[Saved data entries]
########################################

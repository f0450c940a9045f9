//! Commit publisher: post-append event distribution.
//!
//! The publisher is invoked by the repository only after the commit store
//! has reported a commit durable. It delivers each event of the commit, in
//! stored order, to every handler subscribed to that event's type.
//!
//! # Ordering
//!
//! For a single aggregate id, commit N is fully delivered (to all
//! subscribers) before any event of commit N+1 for the same id begins
//! delivery: `publish` serializes same-id commits behind a per-aggregate
//! mutex. Commits of different ids publish fully in parallel. For one
//! event, delivery to different handlers is concurrent — no relative order
//! is guaranteed between handlers.
//!
//! # Delivery Semantics
//!
//! At-least-once per durable commit. A crash between append and publish is
//! not repaired implicitly; recovery is the explicit
//! [`CommitPublisher::republish_from`] operation. Handlers must therefore
//! tolerate redelivery.
//!
//! A handler failure is caught and reported per-handler in the
//! [`PublishReport`]; it does not roll back the durable commit and does not
//! prevent delivery to other handlers.

use crate::commit_store::{CommitStore, CommitStoreError};
use commitstream_core::backend::StorageBackend;
use commitstream_core::commit::Commit;
use commitstream_core::handler::EventHandler;
use commitstream_core::stream::{AggregateId, Version};
use futures::TryStreamExt;
use futures::future::join_all;
use std::collections::HashMap;
use std::sync::{Arc, RwLock};
use thiserror::Error;
use tokio::sync::Mutex;

/// A subscriber failed a delivery. Reported, never fatal to the commit or
/// to other subscribers.
#[derive(Error, Debug, Clone, PartialEq, Eq)]
#[error("Handler '{handler}' failed for '{event_type}' on '{aggregate_id}': {reason}")]
pub struct HandlerDeliveryError {
    /// The failing handler's name.
    pub handler: String,
    /// The event type being delivered.
    pub event_type: String,
    /// The aggregate the commit belongs to.
    pub aggregate_id: AggregateId,
    /// The handler's failure reason.
    pub reason: String,
}

/// Outcome of one publish pass: successful deliveries and per-handler
/// failures.
#[derive(Debug, Default)]
pub struct PublishReport {
    /// Number of successful handler deliveries.
    pub delivered: usize,
    /// Per-handler failures, in delivery order.
    pub failures: Vec<HandlerDeliveryError>,
}

impl PublishReport {
    /// Whether every delivery succeeded.
    #[must_use]
    pub fn is_clean(&self) -> bool {
        self.failures.is_empty()
    }

    /// Fold another report into this one.
    pub fn merge(&mut self, other: Self) {
        self.delivered += other.delivered;
        self.failures.extend(other.failures);
    }
}

/// Process-scoped subscription registry and delivery engine.
///
/// Constructed once, subscriptions registered at startup, torn down with
/// the owning process — there is no ambient global registry.
#[derive(Default)]
pub struct CommitPublisher {
    subscriptions: RwLock<HashMap<String, Vec<Arc<dyn EventHandler>>>>,
    // One mutex per aggregate id orders same-id commits across publishes.
    stream_locks: Mutex<HashMap<AggregateId, Arc<Mutex<()>>>>,
}

impl CommitPublisher {
    /// Create an empty publisher.
    #[must_use]
    pub fn new() -> Self {
        Self::default()
    }

    /// Subscribe a handler to an event type.
    ///
    /// A handler may be subscribed to any number of event types; each
    /// subscription delivers independently.
    pub fn subscribe(&self, event_type: impl Into<String>, handler: Arc<dyn EventHandler>) {
        let event_type = event_type.into();
        tracing::debug!(event_type = %event_type, handler = handler.name(), "subscribed");
        self.subscriptions
            .write()
            .unwrap_or_else(std::sync::PoisonError::into_inner)
            .entry(event_type)
            .or_default()
            .push(handler);
    }

    /// Number of handlers subscribed to an event type.
    #[must_use]
    pub fn subscriber_count(&self, event_type: &str) -> usize {
        self.subscriptions
            .read()
            .unwrap_or_else(std::sync::PoisonError::into_inner)
            .get(event_type)
            .map_or(0, Vec::len)
    }

    /// Deliver every event of a durable commit to its subscribers.
    ///
    /// Must only be called after the commit store has returned success for
    /// this exact commit. Events are delivered in stored order; handlers of
    /// one event run concurrently; handler failures are collected in the
    /// returned report.
    pub async fn publish(&self, commit: &Commit) -> PublishReport {
        let stream_lock = self.stream_lock(commit.aggregate_id()).await;
        let _ordering_guard = stream_lock.lock().await;

        let mut report = PublishReport::default();
        for event in commit.events() {
            let handlers = self.handlers_for(event.event_type());
            if handlers.is_empty() {
                continue;
            }

            let deliveries = handlers.into_iter().map(|handler| async move {
                let result = handler.handle(commit.aggregate_id(), event).await;
                (handler, result)
            });

            for (handler, result) in join_all(deliveries).await {
                match result {
                    Ok(()) => {
                        report.delivered += 1;
                        metrics::counter!("commitstream.events_delivered").increment(1);
                    }
                    Err(error) => {
                        metrics::counter!("commitstream.handler_failures").increment(1);
                        tracing::warn!(
                            handler = handler.name(),
                            event_type = event.event_type(),
                            aggregate_id = %commit.aggregate_id(),
                            error = %error,
                            "handler delivery failed"
                        );
                        report.failures.push(HandlerDeliveryError {
                            handler: handler.name().to_string(),
                            event_type: event.event_type().to_string(),
                            aggregate_id: commit.aggregate_id().clone(),
                            reason: error.to_string(),
                        });
                    }
                }
            }
        }

        metrics::counter!("commitstream.commits_published").increment(1);
        report
    }

    /// Replay stored commits through `publish` — the explicit recovery
    /// operation for publishes missed between an append and a crash.
    ///
    /// Redelivers every commit of `aggregate_id` from `from_version`
    /// onwards; subscribers see at-least-once semantics as usual.
    ///
    /// # Errors
    ///
    /// Returns [`CommitStoreError::StorageUnavailable`] if reading the
    /// commit stream fails. Handler failures do not error; they are
    /// collected in the report.
    pub async fn republish_from<B: StorageBackend + 'static>(
        &self,
        store: &CommitStore<B>,
        aggregate_id: AggregateId,
        from_version: Version,
    ) -> Result<PublishReport, CommitStoreError> {
        let mut commits = store.read_stream(aggregate_id, from_version);
        let mut report = PublishReport::default();
        while let Some(commit) = commits.try_next().await? {
            report.merge(self.publish(&commit).await);
        }
        Ok(report)
    }

    fn handlers_for(&self, event_type: &str) -> Vec<Arc<dyn EventHandler>> {
        self.subscriptions
            .read()
            .unwrap_or_else(std::sync::PoisonError::into_inner)
            .get(event_type)
            .cloned()
            .unwrap_or_default()
    }

    async fn stream_lock(&self, aggregate_id: &AggregateId) -> Arc<Mutex<()>> {
        let mut locks = self.stream_locks.lock().await;
        Arc::clone(locks.entry(aggregate_id.clone()).or_default())
    }
}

########################################

▶ **Your instructions**
Exactly how many lines of the records include "crash"? Provide the number by itself.

▶ **Expected answer**
2